*** Opening Records for the exercise ***

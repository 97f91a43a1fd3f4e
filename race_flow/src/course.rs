//! Static race definitions: events, runners, course segments and the event
//! pairs that need flow analysis.

use std::collections::{BTreeMap, BTreeSet};

use serde::{Deserialize, Serialize};

use crate::FlowError;

#[derive(Clone, Debug, Serialize, Deserialize, PartialEq)]
pub struct Event {
    pub name: String,
    /// Minutes after the run epoch (usually race-day midnight).
    pub start_offset_minutes: f64,
    pub distance_km: f64,
    #[serde(default)]
    pub runner_count: Option<usize>,
}

impl Event {
    pub fn start_s(&self) -> f64 {
        self.start_offset_minutes * 60.0
    }
}

#[derive(Clone, Copy, Debug, Serialize, Deserialize, PartialEq)]
pub struct PaceSplit {
    /// The split applies from the previous split's end up to this distance.
    pub until_km: f64,
    pub pace_min_per_km: f64,
}

#[derive(Clone, Debug, Serialize, Deserialize, PartialEq)]
#[serde(rename_all = "snake_case")]
pub enum Pace {
    Constant(f64),
    /// Piecewise pace; the last split's pace carries on to the finish.
    Splits(Vec<PaceSplit>),
}

#[derive(Clone, Debug, Serialize, Deserialize, PartialEq)]
pub struct Runner {
    pub runner_id: String,
    pub event: String,
    pub pace: Pace,
    /// Seconds between the event gun and this runner crossing the start.
    pub start_offset_s: f64,
}

/// Distance interval on one event's own course, half-open `[from_km, to_km)`.
#[derive(Clone, Copy, Debug, Serialize, Deserialize, PartialEq)]
pub struct KmRange {
    pub from_km: f64,
    pub to_km: f64,
}

impl KmRange {
    pub fn new(from_km: f64, to_km: f64) -> Self {
        Self { from_km, to_km }
    }

    pub fn length_km(&self) -> f64 {
        self.to_km - self.from_km
    }

    pub fn contains(&self, km: f64) -> bool {
        km >= self.from_km && km < self.to_km
    }

    pub fn at_fraction(&self, fraction: f64) -> f64 {
        self.from_km + fraction * self.length_km()
    }

    pub fn fraction_of(&self, km: f64) -> f64 {
        let len = self.length_km();
        if len > 0.0 {
            (km - self.from_km) / len
        } else {
            0.0
        }
    }
}

#[derive(Clone, Copy, Debug, Serialize, Deserialize, PartialEq, Eq, Default)]
#[serde(rename_all = "lowercase")]
pub enum FlowType {
    #[default]
    None,
    Overtake,
    Merge,
    Parallel,
    Counterflow,
}

impl FlowType {
    pub fn parse(token: &str) -> Option<Self> {
        match token.trim().to_ascii_lowercase().as_str() {
            "" | "none" | "n/a" => Some(FlowType::None),
            "overtake" | "overtaking" => Some(FlowType::Overtake),
            "merge" => Some(FlowType::Merge),
            "parallel" => Some(FlowType::Parallel),
            "counterflow" => Some(FlowType::Counterflow),
            _ => None,
        }
    }
}

#[derive(Clone, Debug, Serialize, Deserialize, PartialEq)]
pub struct Segment {
    pub seg_id: String,
    pub label: String,
    pub start_km: f64,
    pub end_km: f64,
    pub width_m: f64,
    pub applicable_events: BTreeSet<String>,
    /// Per-event distances when an event reaches this stretch at a different
    /// point of its own course. Events not listed use `start_km..end_km`.
    #[serde(default)]
    pub event_ranges: BTreeMap<String, KmRange>,
    #[serde(default)]
    pub flow_type: FlowType,
}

*** Closing Records for the exercise ***

■ Aim of the task ■
A complete answer reproduces every line of the records in which the word "PaceSplit" occurs.

■ Expected answer ■
pub struct PaceSplit {
    Splits(Vec<PaceSplit>),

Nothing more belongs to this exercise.